WHAT YOU HAVE TO DO =>
Please print each record exactly, omitting none of them.

━━━━━ THE DATA

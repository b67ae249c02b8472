//! A growing scratch file shared between one writer and any number of
//! replaying readers.

use std::fs::File;
use std::io::{self, Read, Write};
use std::sync::{Arc, Condvar, Mutex, MutexGuard, PoisonError};

use tracing::trace;

use crate::error::NewsError;

/// Terminal state of a publisher.
#[derive(Debug, Clone)]
pub enum PubState {
    /// Still being written.
    Running,
    /// Everything was written; the length is final.
    Finished,
    /// Generation failed; readers receive this error.
    Canceled(Arc<NewsError>),
}

struct Shared {
    written: u64,
    state: PubState,
    file: Option<Arc<File>>,
}

/// Broadcasts the bytes written to one file to readers created at any time.
///
/// Every [`ReplayCursor`] starts at offset 0 and blocks when it catches up
/// with the writer. Once the file is force-closed with
/// [`close`](CachePub::close), cursors fail with
/// [`NewsError::PublisherClosed`] even if they had not seen every byte;
/// the rest is expected to come from the promoted file.
pub struct CachePub {
    shared: Mutex<Shared>,
    cond: Condvar,
}

impl CachePub {
    pub fn new(file: File) -> Self {
        Self {
            shared: Mutex::new(Shared {
                written: 0,
                state: PubState::Running,
                file: Some(Arc::new(file)),
            }),
            cond: Condvar::new(),
        }
    }

    fn lock(&self) -> MutexGuard<'_, Shared> {
        self.shared.lock().unwrap_or_else(PoisonError::into_inner)
    }

    /// A new reader starting at offset 0.
    pub fn replay(&self) -> ReplayCursor<'_> {
        ReplayCursor { publisher: self, pos: 0 }
    }

    /// Mark the stream complete. Ignored once a terminal state is set.
    pub fn finish(&self) {
        let mut shared = self.lock();
        if matches!(shared.state, PubState::Running) {
            shared.state = PubState::Finished;
            trace!(written = shared.written, "Publisher finished");
        }
        self.cond.notify_all();
    }

    /// Record a failure. Ignored once a terminal state is set.
    pub fn cancel(&self, err: NewsError) {
        let mut shared = self.lock();
        if matches!(shared.state, PubState::Running) {
            shared.state = PubState::Canceled(Arc::new(err));
        }
        self.cond.notify_all();
    }

    /// Force-close the file, waking every blocked reader.
    ///
    /// Data is synced before the handle is released; a sync failure is
    /// returned and must be treated as a failed generation.
    pub fn close(&self) -> io::Result<()> {
        let file = {
            let mut shared = self.lock();
            let file = shared.file.take();
            self.cond.notify_all();
            file
        };
        match file {
            Some(f) => f.sync_all(),
            None => Ok(()),
        }
    }

    pub fn state(&self) -> PubState {
        self.lock().state.clone()
    }

    /// Bytes written so far.
    pub fn written(&self) -> u64 {
        self.lock().written
    }
}

impl Write for &CachePub {
    fn write(&mut self, buf: &[u8]) -> io::Result<usize> {
        let (file, offset) = {
            let shared = self.lock();
            if !matches!(shared.state, PubState::Running) {
                return Err(io::Error::other(NewsError::Inconsistent(
                    "write to a terminated publisher".into(),
                )));
            }
            match &shared.file {
                Some(f) => (Arc::clone(f), shared.written),
                None => return Err(io::Error::other(NewsError::PublisherClosed)),
            }
        };
        let n = match write_at(&file, buf, offset) {
            Ok(n) => n,
            Err(e) => {
                self.cancel(NewsError::io("<publisher>", io::Error::new(e.kind(), e.to_string())));
                return Err(e);
            }
        };
        let mut shared = self.lock();
        shared.written += n as u64;
        self.cond.notify_all();
        Ok(n)
    }

    fn flush(&mut self) -> io::Result<()> {
        Ok(())
    }
}

/// Independent read position over a [`CachePub`].
pub struct ReplayCursor<'a> {
    publisher: &'a CachePub,
    pos: u64,
}

impl ReplayCursor<'_> {
    /// Bytes delivered by this cursor so far.
    pub fn position(&self) -> u64 {
        self.pos
    }
}

impl Read for ReplayCursor<'_> {
    fn read(&mut self, buf: &mut [u8]) -> io::Result<usize> {
        if buf.is_empty() {
            return Ok(0);
        }
        let publisher = self.publisher;
        let mut shared = publisher.lock();
        while self.pos >= shared.written
            && matches!(shared.state, PubState::Running)
            && shared.file.is_some()
        {
            shared = publisher
                .cond
                .wait(shared)
                .unwrap_or_else(PoisonError::into_inner);
        }

        if self.pos < shared.written {
            let Some(file) = shared.file.clone() else {
                return Err(io::Error::other(NewsError::PublisherClosed));
            };
            let avail = (shared.written - self.pos).min(buf.len() as u64) as usize;
            drop(shared);
            let n = read_at(&file, &mut buf[..avail], self.pos)?;
            if n == 0 {
                return Err(io::Error::other(NewsError::Inconsistent(format!(
                    "published bytes missing at offset {}",
                    self.pos
                ))));
            }
            self.pos += n as u64;
            return Ok(n);
        }

        match &shared.state {
            PubState::Finished => Ok(0),
            PubState::Canceled(err) => Err(io::Error::other(NewsError::Generation(Arc::clone(err)))),
            PubState::Running => Err(io::Error::other(NewsError::PublisherClosed)),
        }
    }
}

#[cfg(unix)]
fn read_at(file: &File, buf: &mut [u8], offset: u64) -> io::Result<usize> {
    std::os::unix::fs::FileExt::read_at(file, buf, offset)
}

#[cfg(unix)]
fn write_at(file: &File, buf: &[u8], offset: u64) -> io::Result<usize> {
    std::os::unix::fs::FileExt::write_at(file, buf, offset)
}

#[cfg(windows)]
fn read_at(file: &File, buf: &mut [u8], offset: u64) -> io::Result<usize> {
    std::os::windows::fs::FileExt::seek_read(file, buf, offset)
}

#[cfg(windows)]
fn write_at(file: &File, buf: &[u8], offset: u64) -> io::Result<usize> {
    std::os::windows::fs::FileExt::seek_write(file, buf, offset)
}
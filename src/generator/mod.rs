//! Outbound side of the codec: structured posts back to wire articles.

pub mod article;
pub mod encode;
pub mod headers;
pub mod multipart;

pub use article::generate_message;
pub use encode::TransferEncoding;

━━━━━━━━━━

ANSWER SECTION =>
repository b67ae249c02b8472
//! A growing scratch file shared between one writer and any number of
//! replaying readers.

use std::fs::File;
use std::io::{self, Read, Write};
use std::sync::{Arc, Condvar, Mutex, MutexGuard, PoisonError};

use tracing::trace;

use crate::error::NewsError;

/// Terminal state of a publisher.
#[derive(Debug, Clone)]
pub enum PubState {
    /// Still being written.
    Running,
    /// Everything was written; the length is final.
    Finished,
    /// Generation failed; readers receive this error.
    Canceled(Arc<NewsError>),
}

struct Shared {
    written: u64,
    state: PubState,
    file: Option<Arc<File>>,
}

/// Broadcasts the bytes written to one file to readers created at any time.
///
/// Every [`ReplayCursor`] starts at offset 0 and blocks when it catches up
/// with the writer. Once the file is force-closed with
/// [`close`](CachePub::close), cursors fail with
/// [`NewsError::PublisherClosed`] even if they had not seen every byte;
/// the rest is expected to come from the promoted file.
pub struct CachePub {
    shared: Mutex<Shared>,
    cond: Condvar,
}

impl CachePub {
    pub fn new(file: File) -> Self {
        Self {
            shared: Mutex::new(Shared {
                written: 0,
                state: PubState::Running,
                file: Some(Arc::new(file)),
            }),
            cond: Condvar::new(),
        }
    }

    fn lock(&self) -> MutexGuard<'_, Shared> {
        self.shared.lock().unwrap_or_else(PoisonError::into_inner)
    }

    /// A new reader starting at offset 0.
    pub fn replay(&self) -> ReplayCursor<'_> {
        ReplayCursor { publisher: self, pos: 0 }
    }

    /// Mark the stream complete. Ignored once a terminal state is set.
    pub fn finish(&self) {
        let mut shared = self.lock();
        if matches!(shared.state, PubState::Running) {
            shared.state = PubState::Finished;
            trace!(written = shared.written, "Publisher finished");
        }
        self.cond.notify_all();
    }

    /// Record a failure. Ignored once a terminal state is set.
    pub fn cancel(&self, err: NewsError) {
        let mut shared = self.lock();
        if matches!(shared.state, PubState::Running) {
            shared.state = PubState::Canceled(Arc::new(err));
        }
        self.cond.notify_all();
    }

    /// Force-close the file, waking every blocked reader.
    ///
    /// Data is synced before the handle is released; a sync failure is
    /// returned and must be treated as a failed generation.
    pub fn close(&self) -> io::Result<()> {
        let file = {
            let mut shared = self.lock();
            let file = shared.file.take();
            self.cond.notify_all();
            file
        };
        match file {
            Some(f) => f.sync_all(),
            None => Ok(()),
        }
    }

    pub fn state(&self) -> PubState {
        self.lock().state.clone()
    }

    /// Bytes written so far.
    pub fn written(&self) -> u64 {
        self.lock().written
    }
}

impl Write for &CachePub {
    fn write(&mut self, buf: &[u8]) -> io::Result<usize> {
        let (file, offset) = {
            let shared = self.lock();
            if !matches!(shared.state, PubState::Running) {
                return Err(io::Error::other(NewsError::Inconsistent(
                    "write to a terminated publisher".into(),
                )));
            }
            match &shared.file {
                Some(f) => (Arc::clone(f), shared.written),
                None => return Err(io::Error::other(NewsError::PublisherClosed)),
            }
        };
        let n = match write_at(&file, buf, offset) {
            Ok(n) => n,
            Err(e) => {
                self.cancel(NewsError::io("<publisher>", io::Error::new(e.kind(), e.to_string())));
                return Err(e);
            }
        };
        let mut shared = self.lock();
        shared.written += n as u64;
        self.cond.notify_all();
        Ok(n)
    }

    fn flush(&mut self) -> io::Result<()> {
        Ok(())
    }
}

/// Independent read position over a [`CachePub`].
pub struct ReplayCursor<'a> {
    publisher: &'a CachePub,
    pos: u64,
}

impl ReplayCursor<'_> {
    /// Bytes delivered by this cursor so far.
    pub fn position(&self) -> u64 {
        self.pos
    }
}

impl Read for ReplayCursor<'_> {
    fn read(&mut self, buf: &mut [u8]) -> io::Result<usize> {
        if buf.is_empty() {
            return Ok(0);
        }
        let publisher = self.publisher;
        let mut shared = publisher.lock();
        while self.pos >= shared.written
            && matches!(shared.state, PubState::Running)
            && shared.file.is_some()
        {
            shared = publisher
                .cond
                .wait(shared)
                .unwrap_or_else(PoisonError::into_inner);
        }

        if self.pos < shared.written {
            let Some(file) = shared.file.clone() else {
                return Err(io::Error::other(NewsError::PublisherClosed));
            };
            let avail = (shared.written - self.pos).min(buf.len() as u64) as usize;
            drop(shared);
            let n = read_at(&file, &mut buf[..avail], self.pos)?;
            if n == 0 {
                return Err(io::Error::other(NewsError::Inconsistent(format!(
                    "published bytes missing at offset {}",
                    self.pos
                ))));
            }
            self.pos += n as u64;
            return Ok(n);
        }

        match &shared.state {
            PubState::Finished => Ok(0),
            PubState::Canceled(err) => Err(io::Error::other(NewsError::Generation(Arc::clone(err)))),
            PubState::Running => Err(io::Error::other(NewsError::PublisherClosed)),
        }
    }
}

#[cfg(unix)]
fn read_at(file: &File, buf: &mut [u8], offset: u64) -> io::Result<usize> {
    std::os::unix::fs::FileExt::read_at(file, buf, offset)
}

#[cfg(unix)]
fn write_at(file: &File, buf: &[u8], offset: u64) -> io::Result<usize> {
    std::os::unix::fs::FileExt::write_at(file, buf, offset)
}

#[cfg(windows)]
fn read_at(file: &File, buf: &mut [u8], offset: u64) -> io::Result<usize> {
    std::os::windows::fs::FileExt::seek_read(file, buf, offset)
}

#[cfg(windows)]
fn write_at(file: &File, buf: &[u8], offset: u64) -> io::Result<usize> {
    std::os::windows::fs::FileExt::seek_write(file, buf, offset)
}
filename src/generator/mod.rs
//! Outbound side of the codec: structured posts back to wire articles.

pub mod article;
pub mod encode;
pub mod headers;
pub mod multipart;

pub use article::generate_message;
pub use encode::TransferEncoding;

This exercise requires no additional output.